Problem details: Find every line in the records below that holds the word "smallest", and copy each one.

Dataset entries
►

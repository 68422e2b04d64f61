use std::{cmp::Ordering, fmt::Debug};

use crate::{compare::Comparator, node::Color, tree::RbTree};

/// Linear-feedback shift register based PRNG.
///
/// Generates 65,535 unique values before cycling, making it a cheap source
/// of distinct keys in a random order.
#[derive(Debug, Clone)]
pub(crate) struct Lfsr(u16);

impl Default for Lfsr {
    fn default() -> Self {
        Self(42)
    }
}

impl Lfsr {
    #[allow(clippy::should_implement_trait)]
    pub(crate) fn next(&mut self) -> u16 {
        let lsb = self.0 & 1;
        self.0 >>= 1;
        if lsb == 1 {
            self.0 ^= 0xD008;
        }
        assert_ne!(self.0, 42, "LFSR rollover");
        self.0
    }
}

/// Returns the number of black nodes on the path from the root to the
/// left-most absent child, counting the root.
pub(crate) fn black_height<K, V, C>(t: &RbTree<K, V, C>) -> usize {
    let mut n = 0;
    let mut ptr = t.root;
    while let Some(v) = ptr {
        if t.nodes[v].color == Color::Black {
            n += 1;
        }
        ptr = t.nodes[v].left;
    }
    n
}

/// Assert the BST and red-black properties of the tree, and the consistency
/// of its links, ensuring the tree is well-formed.
///
/// Returns the height of the tree (the number of nodes on the longest
/// root-to-leaf path).
pub(crate) fn validate_tree_structure<K, V, C>(t: &RbTree<K, V, C>) -> usize
where
    K: Debug,
    C: Comparator<K>,
{
    let root = match t.root {
        Some(v) => v,
        None => {
            assert!(t.nodes.is_empty(), "empty tree retains nodes");
            return 0;
        }
    };

    // Invariant 1: the root is black and has no parent.
    assert_eq!(t.nodes[root].color, Color::Black, "red root");
    assert_eq!(t.nodes[root].parent, None);

    let want_black_height = black_height(t);
    let mut max_height = 0;
    let mut visited = 0;

    // Perform a pre-order traversal of the tree, carrying the depth and the
    // number of black nodes above each node.
    let mut stack = vec![(root, 1, 0)];
    while let Some((v, depth, blacks_above)) = stack.pop() {
        let n = &t.nodes[v];
        visited += 1;
        max_height = max_height.max(depth);

        let blacks = blacks_above + usize::from(n.color == Color::Black);

        for (child, want) in [(n.left, Ordering::Less), (n.right, Ordering::Greater)] {
            match child {
                Some(c) => {
                    let c_node = &t.nodes[c];

                    // Invariant 2: the parent link of each child points back
                    // at this node.
                    assert_eq!(c_node.parent, Some(v), "stale parent link");

                    // Invariant 3: the left child always contains a key
                    // strictly less than this node, the right strictly
                    // greater.
                    assert_eq!(
                        t.cmp.compare(&c_node.key, &n.key),
                        want,
                        "child {:?} misordered under {:?}",
                        c_node.key,
                        n.key,
                    );

                    // Invariant 4: a red node never has a red child.
                    assert!(
                        !(n.is_red() && c_node.is_red()),
                        "red node {:?} has red child {:?}",
                        n.key,
                        c_node.key,
                    );

                    stack.push((c, depth + 1, blacks));
                }
                None => {
                    // Invariant 5: every path to an absent child passes
                    // through the same number of black nodes.
                    assert_eq!(
                        blacks, want_black_height,
                        "non-uniform black-height below {:?}",
                        n.key
                    );
                }
            }
        }
    }

    // Invariant 6: every node in the arena is reachable from the root.
    assert_eq!(visited, t.nodes.len(), "unreachable nodes in arena");

    // Invariant 7: an in-order walk is strictly ascending, which with the
    // per-edge ordering above confirms the whole-subtree BST property.
    let keys = t.iter().map(|(k, _)| k).collect::<Vec<_>>();
    assert_eq!(keys.len(), visited);
    for w in keys.windows(2) {
        assert_eq!(t.cmp.compare(w[0], w[1]), Ordering::Less);
    }

    max_height
}

#[cfg(test)]
mod tests {
    use std::collections::HashSet;

    use super::*;
    use crate::node::Side;

    #[test]
    fn test_lfsr_unique() {
        let mut rand = Lfsr::default();
        let values = (0..10_000).map(|_| rand.next()).collect::<HashSet<_>>();
        assert_eq!(values.len(), 10_000);
    }

    #[test]
    #[should_panic(expected = "red root")]
    fn test_validate_rejects_red_root() {
        let mut t = RbTree::new();
        let (id, _) = t.insert(1, ());
        t.set_color(id.slot, Color::Red);

        validate_tree_structure(&t);
    }

    #[test]
    #[should_panic(expected = "non-uniform black-height")]
    fn test_validate_rejects_black_height() {
        let mut t = RbTree::new();
        t.insert(2, ());
        let (id, _) = t.insert(1, ());
        t.set_color(id.slot, Color::Black);

        validate_tree_structure(&t);
    }

    #[test]
    #[should_panic(expected = "misordered")]
    fn test_validate_rejects_misordered() {
        let mut t = RbTree::new();
        t.insert(2, ());
        let (id, _) = t.insert(1, ());

        // Relink the left child on the right.
        let root = t.root.unwrap();
        *t.nodes[root].child_mut(Side::Left) = None;
        *t.nodes[root].child_mut(Side::Right) = Some(id.slot);

        validate_tree_structure(&t);
    }
}
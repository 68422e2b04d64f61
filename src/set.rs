use std::{cmp::Ordering, fmt::Debug, iter::FusedIterator, ops::RangeBounds};

use crate::{
    compare::{Comparator, Natural},
    iter::{Cursor, IntoIter, Iter, Range},
    tree::RbTree,
};

/// An ordered set backed by a red-black tree.
///
/// ```
/// use redblack::RbSet;
///
/// let mut s = [5, 1, 3].into_iter().collect::<RbSet<_>>();
///
/// assert!(!s.insert(3));
/// assert!(s.insert(7));
/// assert_eq!(s.lower_bound(&4), Some(&5));
/// assert_eq!(s.iter().rev().copied().collect::<Vec<_>>(), [7, 5, 3, 1]);
/// ```
#[derive(Clone)]
pub struct RbSet<T, C = Natural> {
    tree: RbTree<T, (), C>,
    len: usize,
}

impl<T, C> Default for RbSet<T, C>
where
    C: Default,
{
    fn default() -> Self {
        Self::with_comparator(C::default())
    }
}

impl<T> RbSet<T> {
    pub fn new() -> Self
    where
        T: Ord,
    {
        Self::default()
    }
}

impl<T, C> RbSet<T, C> {
    /// Construct an empty set ordered by `cmp`.
    pub fn with_comparator(cmp: C) -> Self {
        Self {
            tree: RbTree::with_comparator(cmp),
            len: 0,
        }
    }

    pub fn len(&self) -> usize {
        self.len
    }

    pub fn is_empty(&self) -> bool {
        self.len == 0
    }

    pub fn clear(&mut self) {
        self.tree.clear();
        self.len = 0;
    }

    /// Returns the smallest value in the set.
    pub fn first(&self) -> Option<&T> {
        self.tree.min().and_then(|v| self.tree.key(v))
    }

    /// Returns the largest value in the set.
    pub fn last(&self) -> Option<&T> {
        self.tree.max().and_then(|v| self.tree.key(v))
    }

    /// Returns an iterator over the values of the set, in order.
    pub fn iter(&self) -> SetIter<'_, T, C> {
        SetIter(self.tree.iter())
    }

    /// Returns a [`Cursor`] at the smallest value.
    pub fn cursor_front(&self) -> Cursor<'_, T, (), C> {
        self.tree.cursor_front()
    }

    /// Returns a [`Cursor`] at the largest value.
    pub fn cursor_back(&self) -> Cursor<'_, T, (), C> {
        self.tree.cursor_back()
    }

    /// Returns the underlying tree.
    pub fn as_tree(&self) -> &RbTree<T, (), C> {
        &self.tree
    }
}

impl<T, C> RbSet<T, C>
where
    C: Comparator<T>,
{
    /// Add `value` to the set, returning false if an equal value was already
    /// present (in which case the set is unchanged).
    pub fn insert(&mut self, value: T) -> bool {
        let (_, inserted) = self.tree.insert(value, ());
        self.len += usize::from(inserted);
        inserted
    }

    pub fn contains(&self, value: &T) -> bool {
        self.tree.find(value).is_some()
    }

    /// Returns the stored value equal to `value`, if any.
    pub fn get(&self, value: &T) -> Option<&T> {
        self.tree.find(value).and_then(|v| self.tree.key(v))
    }

    /// Remove `value` from the set, returning true if it was present.
    pub fn remove(&mut self, value: &T) -> bool {
        self.take(value).is_some()
    }

    /// Remove and return the stored value equal to `value`, if any.
    pub fn take(&mut self, value: &T) -> Option<T> {
        let (v, ()) = self.tree.remove_key(value)?;
        self.len -= 1;
        Some(v)
    }

    /// Returns the first value not less than `value`.
    pub fn lower_bound(&self, value: &T) -> Option<&T> {
        self.tree.lower_bound(value).and_then(|v| self.tree.key(v))
    }

    /// Returns the first value strictly greater than `value`.
    pub fn upper_bound(&self, value: &T) -> Option<&T> {
        self.tree.upper_bound(value).and_then(|v| self.tree.key(v))
    }

    /// Returns a [`Cursor`] at the first value not less than `value`.
    pub fn cursor_lower_bound(&self, value: &T) -> Cursor<'_, T, (), C> {
        self.tree.cursor_lower_bound(value)
    }

    /// Returns a [`Cursor`] at the first value strictly greater than `value`.
    pub fn cursor_upper_bound(&self, value: &T) -> Cursor<'_, T, (), C> {
        self.tree.cursor_upper_bound(value)
    }

    /// Returns an iterator over the values within `range`, in order.
    ///
    /// ```
    /// use redblack::RbSet;
    ///
    /// let s = [8, 2, 6, 4].into_iter().collect::<RbSet<_>>();
    ///
    /// assert_eq!(s.range(3..).copied().collect::<Vec<_>>(), [4, 6, 8]);
    /// assert_eq!(s.range(..=4).next_back(), Some(&4));
    /// ```
    pub fn range<R>(&self, range: R) -> SetRange<'_, T, C>
    where
        R: RangeBounds<T>,
    {
        SetRange(self.tree.range(range))
    }

    /// Returns an iterator over the stored value equal to `value`, if any.
    pub fn equal_range(&self, value: &T) -> SetRange<'_, T, C> {
        SetRange(self.tree.equal_range(value))
    }

    /// Remove every value within `range`, returning the number removed.
    pub fn remove_range<R>(&mut self, range: R) -> usize
    where
        R: RangeBounds<T>,
    {
        let n = self.tree.remove_range(range);
        self.len -= n;
        n
    }
}

/// An in-order iterator over the values of an [`RbSet`].
#[derive(Debug)]
pub struct SetIter<'a, T, C>(Iter<'a, T, (), C>);

impl<T, C> Clone for SetIter<'_, T, C> {
    fn clone(&self) -> Self {
        Self(self.0.clone())
    }
}

impl<'a, T, C> Iterator for SetIter<'a, T, C> {
    type Item = &'a T;

    fn next(&mut self) -> Option<Self::Item> {
        self.0.next().map(|(k, _)| k)
    }

    fn size_hint(&self) -> (usize, Option<usize>) {
        self.0.size_hint()
    }
}

impl<T, C> DoubleEndedIterator for SetIter<'_, T, C> {
    fn next_back(&mut self) -> Option<Self::Item> {
        self.0.next_back().map(|(k, _)| k)
    }
}

impl<T, C> ExactSizeIterator for SetIter<'_, T, C> {}

impl<T, C> FusedIterator for SetIter<'_, T, C> {}

/// An in-order iterator over the values of an [`RbSet`] within a range.
///
/// Created by [`RbSet::range()`] and [`RbSet::equal_range()`].
#[derive(Debug)]
pub struct SetRange<'a, T, C>(Range<'a, T, (), C>);

impl<T, C> Clone for SetRange<'_, T, C> {
    fn clone(&self) -> Self {
        Self(self.0.clone())
    }
}

impl<'a, T, C> Iterator for SetRange<'a, T, C> {
    type Item = &'a T;

    fn next(&mut self) -> Option<Self::Item> {
        self.0.next().map(|(k, _)| k)
    }
}

impl<T, C> DoubleEndedIterator for SetRange<'_, T, C> {
    fn next_back(&mut self) -> Option<Self::Item> {
        self.0.next_back().map(|(k, _)| k)
    }
}

impl<T, C> FusedIterator for SetRange<'_, T, C> {}

/// An owned iterator over the values of an [`RbSet`].
#[derive(Debug)]
pub struct SetIntoIter<T>(IntoIter<T, ()>);

impl<T> Iterator for SetIntoIter<T> {
    type Item = T;

    fn next(&mut self) -> Option<Self::Item> {
        self.0.next().map(|(k, ())| k)
    }

    fn size_hint(&self) -> (usize, Option<usize>) {
        self.0.size_hint()
    }
}

impl<T> ExactSizeIterator for SetIntoIter<T> {}

impl<T> FusedIterator for SetIntoIter<T> {}

impl<T, C> Debug for RbSet<T, C>
where
    T: Debug,
{
    fn fmt(&self, f: &mut std::fmt::Formatter<'_>) -> std::fmt::Result {
        f.debug_set().entries(self.iter()).finish()
    }
}

impl<T, C> PartialEq for RbSet<T, C>
where
    T: PartialEq,
{
    fn eq(&self, other: &Self) -> bool {
        self.len == other.len && self.iter().eq(other.iter())
    }
}

impl<T, C> Eq for RbSet<T, C> where T: Eq {}

/// Sets are ordered lexicographically by their values, in order.
impl<T, C> PartialOrd for RbSet<T, C>
where
    T: PartialOrd,
{
    fn partial_cmp(&self, other: &Self) -> Option<Ordering> {
        self.iter().partial_cmp(other.iter())
    }
}

impl<T, C> Ord for RbSet<T, C>
where
    T: Ord,
{
    fn cmp(&self, other: &Self) -> Ordering {
        self.iter().cmp(other.iter())
    }
}

impl<T, C> Extend<T> for RbSet<T, C>
where
    C: Comparator<T>,
{
    fn extend<I: IntoIterator<Item = T>>(&mut self, iter: I) {
        for v in iter {
            self.insert(v);
        }
    }
}

impl<T, C> FromIterator<T> for RbSet<T, C>
where
    C: Comparator<T> + Default,
{
    fn from_iter<I: IntoIterator<Item = T>>(iter: I) -> Self {
        let mut this = Self::default();
        this.extend(iter);
        this
    }
}

impl<T, C> IntoIterator for RbSet<T, C> {
    type Item = T;
    type IntoIter = SetIntoIter<T>;

    fn into_iter(self) -> Self::IntoIter {
        SetIntoIter(self.tree.into_iter())
    }
}

impl<'a, T, C> IntoIterator for &'a RbSet<T, C> {
    type Item = &'a T;
    type IntoIter = SetIter<'a, T, C>;

    fn into_iter(self) -> Self::IntoIter {
        self.iter()
    }
}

◄

Result:
    /// Returns the smallest value in the set.
    /// Returns a [`Cursor`] at the smallest value.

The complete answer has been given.